[Task data]

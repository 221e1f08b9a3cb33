//! Sparse exponent maps over `(index, level)` keys.
//!
//! Zero exponents are never stored, so two maps are equal exactly when they
//! describe the same monomial. Every transform returns a new map.

use std::collections::BTreeMap;
use std::hash::{Hash, Hasher};

use nakajima_integers::Integer;
use num_traits::Zero;
use rustc_hash::FxHashMap;

/// Level `k` of a variable `Y_{i,k}` or `A_{i,k}`.
pub type Level = i64;

/// A variable key `(i, k)`.
pub type Key = (usize, Level);

/// Map from `(index, level)` to a nonzero exponent.
#[derive(Clone, Debug, Default, PartialEq, Eq)]
pub struct ExponentMap {
    entries: FxHashMap<Key, Integer>,
}

impl ExponentMap {
    /// The empty map, i.e. the identity monomial.
    #[must_use]
    pub fn new() -> Self {
        Self::default()
    }

    /// Returns the exponent stored at `(index, level)`.
    #[must_use]
    pub fn get(&self, index: usize, level: Level) -> Option<&Integer> {
        self.entries.get(&(index, level))
    }

    /// Number of stored (nonzero) entries.
    #[must_use]
    pub fn len(&self) -> usize {
        self.entries.len()
    }

    /// Returns true for the identity monomial.
    #[must_use]
    pub fn is_empty(&self) -> bool {
        self.entries.is_empty()
    }

    /// Iterates over entries in arbitrary order.
    pub fn iter(&self) -> impl Iterator<Item = (&Key, &Integer)> {
        self.entries.iter()
    }

    /// Entries sorted by `(index, level)`, the canonical display order.
    #[must_use]
    pub fn sorted(&self) -> Vec<(Key, &Integer)> {
        let mut entries: Vec<_> = self.entries.iter().map(|(&k, v)| (k, v)).collect();
        entries.sort_unstable_by_key(|&(k, _)| k);
        entries
    }

    /// The levels stored for `index`, in ascending order.
    #[must_use]
    pub fn row(&self, index: usize) -> BTreeMap<Level, Integer> {
        self.entries
            .iter()
            .filter(|((i, _), _)| *i == index)
            .map(|(&(_, k), v)| (k, v.clone()))
            .collect()
    }

    /// Returns true if some entry has the given index.
    #[must_use]
    pub fn mentions(&self, index: usize) -> bool {
        self.entries.keys().any(|&(i, _)| i == index)
    }

    /// Adds `delta` to the exponent at `key`, removing the entry if it
    /// becomes zero.
    pub(crate) fn accumulate(&mut self, key: Key, delta: &Integer) {
        if delta.is_zero() {
            return;
        }
        let entry = self.entries.entry(key).or_insert_with(Integer::zero);
        *entry += delta;
        if entry.is_zero() {
            self.entries.remove(&key);
        }
    }

    /// Returns the product of this monomial with `factor`, given as a list
    /// of exponent deltas.
    #[must_use]
    pub fn multiplied<'a, I>(&self, factor: I) -> Self
    where
        I: IntoIterator<Item = &'a (Key, Integer)>,
    {
        let mut result = self.clone();
        for (key, delta) in factor {
            result.accumulate(*key, delta);
        }
        result
    }
}

impl Hash for ExponentMap {
    fn hash<H: Hasher>(&self, state: &mut H) {
        // Order-independent: hash the canonical ordering
        let sorted = self.sorted();
        sorted.len().hash(state);
        for (key, value) in sorted {
            key.hash(state);
            value.hash(state);
        }
    }
}

impl FromIterator<(Key, Integer)> for ExponentMap {
    fn from_iter<T: IntoIterator<Item = (Key, Integer)>>(iter: T) -> Self {
        let mut map = Self::new();
        for (key, value) in iter {
            map.accumulate(key, &value);
        }
        map
    }
}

[/Task data]

Required action
Please restate only the opening stretch of the records above: every line from the first through the one containing "in arbitrary order.", exactly as written.

Answer to this problem
repository 221e1f08b9a3cb33
//! Sparse exponent maps over `(index, level)` keys.
//!
//! Zero exponents are never stored, so two maps are equal exactly when they
//! describe the same monomial. Every transform returns a new map.

use std::collections::BTreeMap;
use std::hash::{Hash, Hasher};

use nakajima_integers::Integer;
use num_traits::Zero;
use rustc_hash::FxHashMap;

/// Level `k` of a variable `Y_{i,k}` or `A_{i,k}`.
pub type Level = i64;

/// A variable key `(i, k)`.
pub type Key = (usize, Level);

/// Map from `(index, level)` to a nonzero exponent.
#[derive(Clone, Debug, Default, PartialEq, Eq)]
pub struct ExponentMap {
    entries: FxHashMap<Key, Integer>,
}

impl ExponentMap {
    /// The empty map, i.e. the identity monomial.
    #[must_use]
    pub fn new() -> Self {
        Self::default()
    }

    /// Returns the exponent stored at `(index, level)`.
    #[must_use]
    pub fn get(&self, index: usize, level: Level) -> Option<&Integer> {
        self.entries.get(&(index, level))
    }

    /// Number of stored (nonzero) entries.
    #[must_use]
    pub fn len(&self) -> usize {
        self.entries.len()
    }

    /// Returns true for the identity monomial.
    #[must_use]
    pub fn is_empty(&self) -> bool {
        self.entries.is_empty()
    }

    /// Iterates over entries in arbitrary order.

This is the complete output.